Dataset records

■ ■ ■ ■

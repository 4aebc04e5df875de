//! Staff

pub mod data;
pub mod errors;
pub mod records;
mod repository;
pub mod service;
pub mod views;

pub(crate) use repository::SqlStaffRepository;

pub use errors::StaffServiceError;
pub use service::*;
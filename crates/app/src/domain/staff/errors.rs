//! Staff service errors.

use sqlx::{
    Error,
    error::{DatabaseError, ErrorKind as SqlErrorKind},
};
use thiserror::Error;

use crate::{
    crypto::CodecError, domain::staff::service::MAX_FIELD_CHARS, responses::ErrorKind,
};

/// Staff service error variants.
#[derive(Debug, Error)]
pub enum StaffServiceError {
    /// Staff member already exists.
    #[error("staff already exists")]
    AlreadyExists,

    /// Staff member was not found.
    #[error("staff not found")]
    NotFound,

    /// A required field was blank.
    #[error("`{0}` is required")]
    MissingField(&'static str),

    /// A field exceeded its length limit.
    #[error("`{0}` must be at most {max} characters", max = MAX_FIELD_CHARS)]
    FieldTooLong(&'static str),

    /// Referenced related row does not exist.
    #[error("related resource not found")]
    InvalidReference,

    /// Required data was missing.
    #[error("missing required data")]
    MissingRequiredData,

    /// Provided data failed validation.
    #[error("invalid data")]
    InvalidData,

    /// Stored personal data could not be decrypted.
    #[error("stored staff data could not be decoded")]
    Codec(#[from] CodecError),

    /// Underlying SQL/storage error.
    #[error("storage error")]
    Sql(#[source] Error),
}

impl StaffServiceError {
    #[must_use]
    pub const fn kind(&self) -> ErrorKind {
        match self {
            Self::MissingField(_)
            | Self::FieldTooLong(_)
            | Self::MissingRequiredData
            | Self::InvalidData => ErrorKind::Validation,
            Self::NotFound | Self::InvalidReference => ErrorKind::NotFound,
            Self::Codec(_) => ErrorKind::Codec,
            Self::AlreadyExists | Self::Sql(_) => ErrorKind::Storage,
        }
    }
}

impl From<Error> for StaffServiceError {
    fn from(error: Error) -> Self {
        if matches!(error, Error::RowNotFound) {
            return Self::NotFound;
        }

        match error.as_database_error().map(DatabaseError::kind) {
            Some(SqlErrorKind::UniqueViolation) => Self::AlreadyExists,
            Some(SqlErrorKind::ForeignKeyViolation) => Self::InvalidReference,
            Some(SqlErrorKind::NotNullViolation) => Self::MissingRequiredData,
            Some(SqlErrorKind::CheckViolation) => Self::InvalidData,
            Some(SqlErrorKind::Other | _) | None => Self::Sql(error),
        }
    }
}
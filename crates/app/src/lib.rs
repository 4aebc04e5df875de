//! Visitor reservation domain, persistence and response mapping.

pub mod context;
pub mod crypto;
pub mod database;
pub mod domain;
pub mod responses;

#[cfg(test)]
mod test;

pub mod uuids;
//! Reserve cascade deletes.
//!
//! Visitors are removed before the reserve that owns them. Shared with the
//! staff registry so removing a staff member and their reserves happens in
//! one transaction.

use sqlx::{Sqlite, Transaction};

use crate::domain::{
    reserves::{
        records::ReserveUuid,
        repositories::{SqlReservesRepository, SqlVisitorsRepository},
    },
    staff::records::StaffUuid,
};

#[derive(Debug, Clone, Default)]
pub(crate) struct ReserveCascade {
    reserves: SqlReservesRepository,
    visitors: SqlVisitorsRepository,
}

impl ReserveCascade {
    #[must_use]
    pub(crate) fn new() -> Self {
        Self {
            reserves: SqlReservesRepository::new(),
            visitors: SqlVisitorsRepository::new(),
        }
    }

    /// Delete a reserve and its visitors, returning the reserve rows removed.
    pub(crate) async fn delete_reserve(
        &self,
        tx: &mut Transaction<'_, Sqlite>,
        reserve: ReserveUuid,
    ) -> Result<u64, sqlx::Error> {
        self.visitors.delete_reserve_visitors(tx, reserve).await?;

        self.reserves.delete_reserve(tx, reserve).await
    }

    /// Delete every reserve targeting `staff`, returning how many were removed.
    pub(crate) async fn delete_reserves_for_staff(
        &self,
        tx: &mut Transaction<'_, Sqlite>,
        staff: StaffUuid,
    ) -> Result<u64, sqlx::Error> {
        let reserves = self.reserves.list_reserves_for_staff(tx, staff).await?;

        let mut removed = 0;

        for reserve in reserves {
            removed += self.delete_reserve(tx, reserve).await?;
        }

        Ok(removed)
    }
}
use clap::Args;
use jiff::civil::DateTime;
use visitor_app::{
    domain::{
        reserves::{
            data::{ReserveUpdate, VisitorData, VisitorUpdate, parse_visit_date},
            records::ReserveUuid,
        },
        staff::records::StaffUuid,
    },
    responses,
};

use crate::{
    cli::{
        app_context, print_outcome,
        reserve::{parse_visitor, parse_visitor_update},
    },
    config::{CodecConfig, DatabaseConfig},
};

/// Visitors not listed with `--keep-visitor` or `--visitor` are removed.
#[derive(Debug, Args)]
pub(crate) struct UpdateReserveArgs {
    #[command(flatten)]
    database: DatabaseConfig,

    #[command(flatten)]
    codec: CodecConfig,

    /// Reservation UUID
    #[arg(long)]
    reserve_uuid: ReserveUuid,

    /// UUID of the staff member being visited
    #[arg(long)]
    staff_uuid: StaffUuid,

    /// Where the visit takes place
    #[arg(long)]
    place: String,

    /// Reason for the visit
    #[arg(long)]
    purpose: String,

    /// Visit date and time, `yyyy-mm-dd HH:MM`
    #[arg(long, value_parser = parse_visit_date)]
    date: DateTime,

    /// Existing visitor as `uuid,name,phone[,organization]`
    #[arg(long = "keep-visitor", value_parser = parse_visitor_update)]
    kept: Vec<VisitorUpdate>,

    /// New visitor as `name,phone[,organization]`
    #[arg(long = "visitor", value_parser = parse_visitor)]
    added: Vec<VisitorData>,
}

pub(crate) async fn run(args: UpdateReserveArgs) -> Result<(), String> {
    let ctx = app_context(&args.database, &args.codec).await?;

    let mut visitors = args.kept;

    visitors.extend(args.added.into_iter().map(|visitor| VisitorUpdate {
        uuid: None,
        name: visitor.name,
        phone: visitor.phone,
        organization: visitor.organization,
    }));

    let update = ReserveUpdate {
        uuid: args.reserve_uuid,
        place: args.place,
        purpose: args.purpose,
        date: args.date,
        visitors,
    };

    let outcome = responses::update_reserve(ctx.reserves.as_ref(), update, args.staff_uuid).await;

    print_outcome(&outcome)
}
use clap::{Args, Subcommand};
use visitor_app::{
    domain::staff::StaffServiceError,
    responses::{Outcome, into_staff_error_response},
};

mod create;
mod delete;
mod find;
mod show;
mod update;

#[derive(Debug, Args)]
pub(crate) struct StaffCommand {
    #[command(subcommand)]
    command: StaffSubcommand,
}

#[derive(Debug, Subcommand)]
enum StaffSubcommand {
    Create(create::CreateStaffArgs),
    Show(show::ShowStaffArgs),
    Find(find::FindStaffArgs),
    Update(update::UpdateStaffArgs),
    Delete(delete::DeleteStaffArgs),
}

pub(crate) async fn run(command: StaffCommand) -> Result<(), String> {
    match command.command {
        StaffSubcommand::Create(args) => create::run(args).await,
        StaffSubcommand::Show(args) => show::run(args).await,
        StaffSubcommand::Find(args) => find::run(args).await,
        StaffSubcommand::Update(args) => update::run(args).await,
        StaffSubcommand::Delete(args) => delete::run(args).await,
    }
}

fn into_outcome<T>(result: Result<T, StaffServiceError>) -> Outcome<T> {
    match result {
        Ok(value) => Outcome::Payload(value),
        Err(error) => Outcome::Error(into_staff_error_response(&error)),
    }
}
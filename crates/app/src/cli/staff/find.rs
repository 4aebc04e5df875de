use clap::Args;

use crate::{
    cli::{app_context, print_outcome, staff::into_outcome},
    config::{CodecConfig, DatabaseConfig},
};

#[derive(Debug, Args)]
pub(crate) struct FindStaffArgs {
    #[command(flatten)]
    database: DatabaseConfig,

    #[command(flatten)]
    codec: CodecConfig,

    /// Exact staff member name
    #[arg(long)]
    name: String,
}

pub(crate) async fn run(args: FindStaffArgs) -> Result<(), String> {
    let ctx = app_context(&args.database, &args.codec).await?;

    print_outcome(&into_outcome(ctx.staff.find_staff_by_name(args.name).await))
}
use clap::Args;
use visitor_app::domain::staff::{data::StaffUpdate, records::StaffUuid};

use crate::{
    cli::{app_context, print_outcome, staff::into_outcome},
    config::{CodecConfig, DatabaseConfig},
};

#[derive(Debug, Args)]
pub(crate) struct UpdateStaffArgs {
    #[command(flatten)]
    database: DatabaseConfig,

    #[command(flatten)]
    codec: CodecConfig,

    /// Staff member UUID
    #[arg(long)]
    staff_uuid: StaffUuid,

    /// New name
    #[arg(long)]
    name: String,

    /// New phone number
    #[arg(long)]
    phone: String,
}

pub(crate) async fn run(args: UpdateStaffArgs) -> Result<(), String> {
    let ctx = app_context(&args.database, &args.codec).await?;

    let result = ctx
        .staff
        .update_staff(
            args.staff_uuid,
            StaffUpdate {
                name: args.name,
                phone: args.phone,
            },
        )
        .await;

    print_outcome(&into_outcome(result))
}
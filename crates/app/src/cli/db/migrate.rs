use clap::Args;
use visitor_app::database;

use crate::config::DatabaseConfig;

#[derive(Debug, Args)]
pub(crate) struct MigrateArgs {
    #[command(flatten)]
    database: DatabaseConfig,
}

pub(crate) async fn run(args: MigrateArgs) -> Result<(), String> {
    let pool = database::connect(&args.database.database_url)
        .await
        .map_err(|error| format!("failed to connect to database: {error}"))?;

    database::migrate(&pool)
        .await
        .map_err(|error| format!("failed to apply migrations: {error}"))?;

    let applied = database::MIGRATOR.iter().count();

    println!("schema up to date ({applied} migrations)");

    Ok(())
}
//! Staff Views

use serde::Serialize;

use crate::{
    crypto::{CodecError, FieldCodec},
    domain::staff::records::{StaffRecord, StaffUuid},
};

/// Decrypted staff member, for display.
#[derive(Debug, Clone, PartialEq, Eq, Serialize)]
pub struct StaffView {
    pub uuid: StaffUuid,
    pub name: String,
    pub phone: String,
    pub department: String,
}

impl StaffView {
    pub(crate) fn decrypt(record: &StaffRecord, codec: &FieldCodec) -> Result<Self, CodecError> {
        Ok(Self {
            uuid: record.uuid,
            name: codec.decrypt(&record.name)?,
            phone: codec.decrypt(&record.phone)?,
            department: record.department.clone(),
        })
    }
}
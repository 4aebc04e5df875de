use clap::Args;
use visitor_app::{domain::reserves::records::ReserveUuid, responses};

use crate::{
    cli::{app_context, print_outcome},
    config::{CodecConfig, DatabaseConfig},
};

#[derive(Debug, Args)]
pub(crate) struct DeleteReserveArgs {
    #[command(flatten)]
    database: DatabaseConfig,

    #[command(flatten)]
    codec: CodecConfig,

    /// Reservation UUID
    #[arg(long)]
    reserve_uuid: ReserveUuid,
}

pub(crate) async fn run(args: DeleteReserveArgs) -> Result<(), String> {
    let ctx = app_context(&args.database, &args.codec).await?;

    print_outcome(&responses::delete_by_id(ctx.reserves.as_ref(), args.reserve_uuid).await)
}
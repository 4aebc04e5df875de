//! Visitor Domain Concerns

pub mod reserves;
pub mod staff;
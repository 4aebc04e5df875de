use clap::Args;
use visitor_app::{
    domain::reserves::{data::VisitorIdentity, records::ReserveUuid},
    responses,
};

use crate::{
    cli::{app_context, print_outcome},
    config::{CodecConfig, DatabaseConfig},
};

#[derive(Debug, Args)]
pub(crate) struct DeleteVisitorArgs {
    #[command(flatten)]
    database: DatabaseConfig,

    #[command(flatten)]
    codec: CodecConfig,

    /// Reservation UUID
    #[arg(long)]
    reserve_uuid: ReserveUuid,

    /// Visitor name
    #[arg(long)]
    name: String,

    /// Visitor phone number
    #[arg(long)]
    phone: String,
}

pub(crate) async fn run(args: DeleteVisitorArgs) -> Result<(), String> {
    let ctx = app_context(&args.database, &args.codec).await?;

    let identity = VisitorIdentity {
        name: args.name,
        phone: args.phone,
    };

    print_outcome(
        &responses::visitor_reserve_delete(ctx.reserves.as_ref(), args.reserve_uuid, identity)
            .await,
    )
}
//! Reserves service errors.

use sqlx::{
    Error,
    error::{DatabaseError, ErrorKind as SqlErrorKind},
};
use thiserror::Error;

use crate::{crypto::CodecError, responses::ErrorKind};

/// Reserve service error variants.
#[derive(Debug, Error)]
pub enum ReservesServiceError {
    /// Two visitors in one request share a phone number.
    #[error("visitor phone numbers must be unique within a reservation")]
    PhoneDuplicated,

    /// A reservation needs at least one visitor.
    #[error("a reservation needs at least one visitor")]
    NoVisitors,

    /// A required field was blank.
    #[error("`{0}` is required")]
    MissingField(&'static str),

    /// Reserve already exists.
    #[error("reservation already exists")]
    AlreadyExists,

    /// Reserve was not found.
    #[error("reservation not found")]
    NotFound,

    /// Target staff member was not found.
    #[error("staff not found")]
    StaffNotFound,

    /// No visitor of the reservation matched.
    #[error("visitor not found")]
    VisitorNotFound,

    /// Referenced related row does not exist.
    #[error("related resource not found")]
    InvalidReference,

    /// Required data was missing.
    #[error("missing required data")]
    MissingRequiredData,

    /// Provided data failed validation.
    #[error("invalid data")]
    InvalidData,

    /// Stored personal data could not be decrypted.
    #[error("stored visitor data could not be decoded")]
    Codec(#[from] CodecError),

    /// Underlying SQL/storage error.
    #[error("storage error")]
    Sql(#[source] Error),
}

impl ReservesServiceError {
    #[must_use]
    pub const fn kind(&self) -> ErrorKind {
        match self {
            Self::PhoneDuplicated
            | Self::NoVisitors
            | Self::MissingField(_)
            | Self::MissingRequiredData
            | Self::InvalidData => ErrorKind::Validation,
            Self::NotFound
            | Self::StaffNotFound
            | Self::VisitorNotFound
            | Self::InvalidReference => ErrorKind::NotFound,
            Self::Codec(_) => ErrorKind::Codec,
            Self::AlreadyExists | Self::Sql(_) => ErrorKind::Storage,
        }
    }
}

impl From<Error> for ReservesServiceError {
    fn from(error: Error) -> Self {
        if matches!(error, Error::RowNotFound) {
            return Self::NotFound;
        }

        match error.as_database_error().map(DatabaseError::kind) {
            Some(SqlErrorKind::UniqueViolation) => Self::AlreadyExists,
            Some(SqlErrorKind::ForeignKeyViolation) => Self::InvalidReference,
            Some(SqlErrorKind::NotNullViolation) => Self::MissingRequiredData,
            Some(SqlErrorKind::CheckViolation) => Self::InvalidData,
            Some(SqlErrorKind::Other | _) | None => Self::Sql(error),
        }
    }
}
//! App Context

use std::sync::Arc;

use thiserror::Error;

use crate::{
    crypto::{CodecError, CodecKey, FieldCodec},
    database::{self, Db},
    domain::{
        reserves::{ReservesService, SqlReservesService},
        staff::{SqlStaffService, StaffService},
    },
};

#[derive(Debug, Error)]
pub enum AppInitError {
    #[error("failed to connect to database")]
    Database(#[source] sqlx::Error),

    #[error("failed to apply database migrations")]
    Migrate(#[source] sqlx::migrate::MigrateError),

    #[error("failed to initialise field codec")]
    Codec(#[source] CodecError),
}

#[derive(Clone)]
pub struct AppContext {
    pub reserves: Arc<dyn ReservesService>,
    pub staff: Arc<dyn StaffService>,
}

impl AppContext {
    /// Build application context from a database URL and codec key.
    ///
    /// Pending migrations are applied before the services are built.
    ///
    /// # Errors
    ///
    /// Returns an error when connecting, migrating, or building the codec fails.
    pub async fn from_database_url(url: &str, key: &CodecKey) -> Result<Self, AppInitError> {
        let codec = Arc::new(FieldCodec::new(key).map_err(AppInitError::Codec)?);

        let pool = database::connect(url)
            .await
            .map_err(AppInitError::Database)?;

        database::migrate(&pool)
            .await
            .map_err(AppInitError::Migrate)?;

        Ok(Self::from_db(Db::new(pool), codec))
    }

    #[must_use]
    pub fn from_db(db: Db, codec: Arc<FieldCodec>) -> Self {
        Self {
            reserves: Arc::new(SqlReservesService::new(db.clone(), Arc::clone(&codec))),
            staff: Arc::new(SqlStaffService::new(db, codec)),
        }
    }
}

■ ■ ■ ■

Note how many lines in the data above contain "department", then state that number alone.

2